That Didn't Take Long

In a move surprising exactly no one with an IQ above freezing, Senator Obama has announced that he's black and scary:
JACKSONVILLE, Florida (Reuters) - Democratic presidential contender Barack Obama said on Friday he expects Republicans to highlight the fact that he is black as part of an effort to make voters afraid of him.

"It is going to be very difficult for Republicans to run on their stewardship of the economy or their outstanding foreign policy," Obama told a fundraiser in Jacksonville, Florida. "We know what kind of campaign they're going to run. They're going to try to make you afraid.

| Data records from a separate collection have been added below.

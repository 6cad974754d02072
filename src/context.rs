use std::sync::Arc;

use winit::window::Window;

use crate::{
    camera::{Camera, CameraResources, Projection},
    config::{SceneConfig, srgb_hex_to_linear},
    data_structures::texture,
    pipelines::{
        Pipelines,
        basic::SceneLayouts,
        fog::FogResources,
        light::LightResources,
    },
    resources::texture::material_layout,
};

/// GPU device, surface and every scene-wide GPU resource.
///
/// `window` and `surface` are absent for a headless context, which renders into
/// off-screen textures only.
#[derive(Debug)]
pub struct Context {
    pub(crate) window: Option<Arc<Window>>,
    pub(crate) depth_texture: texture::Texture,
    pub surface: Option<wgpu::Surface<'static>>,
    pub device: wgpu::Device,
    pub queue: wgpu::Queue,
    pub config: wgpu::SurfaceConfiguration,
    pub camera: CameraResources,
    pub projection: Projection,
    pub light: LightResources,
    pub fog: FogResources,
    pub material_layout: wgpu::BindGroupLayout,
    pub pipelines: Pipelines,
    pub clear_colour: wgpu::Color,
}

/**
 * Applies a new viewport size to the surface configuration and the camera
 * projection. The aspect ratio becomes exactly `width / height` and the
 * projection matrix is recomputed.
 *
 * Zero-sized viewports (a minimised window) are ignored since a surface cannot
 * be configured with them. Returns whether anything changed.
 */
pub fn apply_resize(
    config: &mut wgpu::SurfaceConfiguration,
    projection: &mut Projection,
    width: u32,
    height: u32,
) -> bool {
    if width == 0 || height == 0 {
        return false;
    }
    config.width = width;
    config.height = height;
    projection.resize(width, height);
    true
}

impl Context {
    pub async fn new(window: Arc<Window>, scene: &SceneConfig) -> anyhow::Result<Self> {
        let size = window.inner_size();

        // The instance is a handle to our GPU
        // BackendBit::PRIMARY => Vulkan + Metal + DX12 + Browser WebGPU
        log::info!("WGPU setup");
        let instance = wgpu::Instance::new(wgpu::InstanceDescriptor {
            #[cfg(not(target_arch = "wasm32"))]
            backends: wgpu::Backends::PRIMARY,
            #[cfg(target_arch = "wasm32")]
            backends: wgpu::Backends::GL,
            ..wgpu::InstanceDescriptor::new_without_display_handle()
        });

        let surface = instance.create_surface(window.clone())?;

        let adapter = instance
            .request_adapter(&wgpu::RequestAdapterOptions {
                power_preference: wgpu::PowerPreference::default(),
                compatible_surface: Some(&surface),
                force_fallback_adapter: false,
            })
            .await?;
        let (device, queue) = request_device(&adapter).await?;

        let surface_caps = surface.get_capabilities(&adapter);
        // Shaders write linear colour and rely on an sRGB surface to encode it.
        // Other formats make everything come out darker.
        let surface_format = surface_caps
            .formats
            .iter()
            .copied()
            .find(|f| f.is_srgb())
            .or_else(|| surface_caps.formats.first().copied())
            .ok_or_else(|| anyhow::anyhow!("the surface is incompatible with the adapter"))?;
        let config = wgpu::SurfaceConfiguration {
            usage: wgpu::TextureUsages::RENDER_ATTACHMENT,
            format: surface_format,
            width: size.width.max(1),
            height: size.height.max(1),
            present_mode: surface_caps
                .present_modes
                .first()
                .copied()
                .unwrap_or(wgpu::PresentMode::Fifo),
            alpha_mode: surface_caps
                .alpha_modes
                .first()
                .copied()
                .unwrap_or(wgpu::CompositeAlphaMode::Auto),
            view_formats: vec![],
            desired_maximum_frame_latency: 2,
        };
        // Configuration is deferred to the first non-zero resize, see `resize`.
        log::info!("Surface format {:?}", surface_format);

        let mut ctx = Self::with_device(device, queue, config, scene);
        ctx.window = Some(window);
        ctx.surface = Some(surface);
        Ok(ctx)
    }

    /// A context without window or surface that renders into `width`x`height` textures.
    #[cfg(feature = "integration-tests")]
    pub async fn new_headless(width: u32, height: u32, scene: &SceneConfig) -> anyhow::Result<Self> {
        let instance = wgpu::Instance::new(wgpu::InstanceDescriptor::new_without_display_handle());
        let adapter = instance
            .request_adapter(&wgpu::RequestAdapterOptions {
                power_preference: wgpu::PowerPreference::default(),
                compatible_surface: None,
                force_fallback_adapter: false,
            })
            .await?;
        let (device, queue) = request_device(&adapter).await?;
        let config = wgpu::SurfaceConfiguration {
            usage: wgpu::TextureUsages::RENDER_ATTACHMENT,
            format: wgpu::TextureFormat::Rgba8UnormSrgb,
            width,
            height,
            present_mode: wgpu::PresentMode::Fifo,
            alpha_mode: wgpu::CompositeAlphaMode::Auto,
            view_formats: vec![],
            desired_maximum_frame_latency: 2,
        };
        Ok(Self::with_device(device, queue, config, scene))
    }

    fn with_device(
        device: wgpu::Device,
        queue: wgpu::Queue,
        config: wgpu::SurfaceConfiguration,
        scene: &SceneConfig,
    ) -> Self {
        let projection = Projection::from_config(config.width, config.height, &scene.camera);
        let camera = CameraResources::new(&device, Camera::from_config(&scene.camera), &projection);
        let light = LightResources::new(&device, &scene.light);
        let fog = FogResources::new(&device, &scene.fog);
        let material_layout = material_layout(&device);
        let pipelines = Pipelines::new(
            &device,
            config.format,
            &SceneLayouts {
                material: &material_layout,
                camera: &camera.bind_group_layout,
                light: &light.bind_group_layout,
                fog: &fog.bind_group_layout,
            },
        );
        let depth_texture =
            texture::Texture::create_depth_texture(&device, [config.width, config.height], "depth_texture");
        let [r, g, b] = srgb_hex_to_linear(scene.clear_colour);

        Self {
            window: None,
            surface: None,
            device,
            queue,
            config,
            camera,
            projection,
            light,
            fog,
            material_layout,
            pipelines,
            depth_texture,
            clear_colour: wgpu::Color {
                r: r as f64,
                g: g as f64,
                b: b as f64,
                a: 1.0,
            },
        }
    }

    /// Resizes surface, depth buffer and camera aspect. Returns false for zero sizes.
    pub fn resize(&mut self, width: u32, height: u32) -> bool {
        if !apply_resize(&mut self.config, &mut self.projection, width, height) {
            return false;
        }
        if let Some(surface) = &self.surface {
            surface.configure(&self.device, &self.config);
        }
        self.depth_texture = texture::Texture::create_depth_texture(
            &self.device,
            [self.config.width, self.config.height],
            "depth_texture",
        );
        self.camera.write(&self.queue, &self.projection);
        true
    }

    pub fn window(&self) -> Option<&Arc<Window>> {
        self.window.as_ref()
    }
}

async fn request_device(adapter: &wgpu::Adapter) -> anyhow::Result<(wgpu::Device, wgpu::Queue)> {
    let (device, queue) = adapter
        .request_device(&wgpu::DeviceDescriptor {
            label: None,
            required_features: wgpu::Features::empty(),
            // WebGL doesn't support all of wgpu's features, so if
            // we're building for the web we'll have to disable some.
            required_limits: if cfg!(target_arch = "wasm32") {
                wgpu::Limits::downlevel_webgl2_defaults()
            } else {
                wgpu::Limits::default()
            },
            memory_hints: Default::default(),
            trace: wgpu::Trace::Off,
            ..Default::default()
        })
        .await?;
    Ok((device, queue))
}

"They're going to try to make you afraid of me. He's young and inexperienced and he's got a funny name. And did I mention he's black?"
Cassandra observes:
For an ostensibly post-racial candidate raised by a white mother (mind you, this is the half of the parental equation which actually cared enough to stick around and make sure he was fed, clothed, and received an education) Barack Obama sure spends a lot of time talking about being black. It's almost as though he were trying to convince himself - or us - of his street creds. I don't get it.
Sure you do, babe, sure you do. This is precisely like any discussion respecting a fundamental tenet of the Unreformed Church of Secular Orthodoxy, such as AIDS or Global Warming. If they're looking for funding, then AIDS is so contagious it's about to spread to the general population via doorknobs or handshakes. But if it's time to bash some homophobic parent who questions whether it might be a good idea for their HIV positive dentist to wear gloves, then it's virtually impossible to catch. Similarly, an active hurricane season is another catastrophic consequence of man-made global warming, while a relatively calm season is merely a statistical blip.

So here's the thing: If you want to vote for Barack Obama because he's black (despite the fact that he is without experience, credentials, or new ideas), then that's great. But if you think you might vote against him because he has the most left-wing voting record in the Senate, then you're a racist.

Is that clear?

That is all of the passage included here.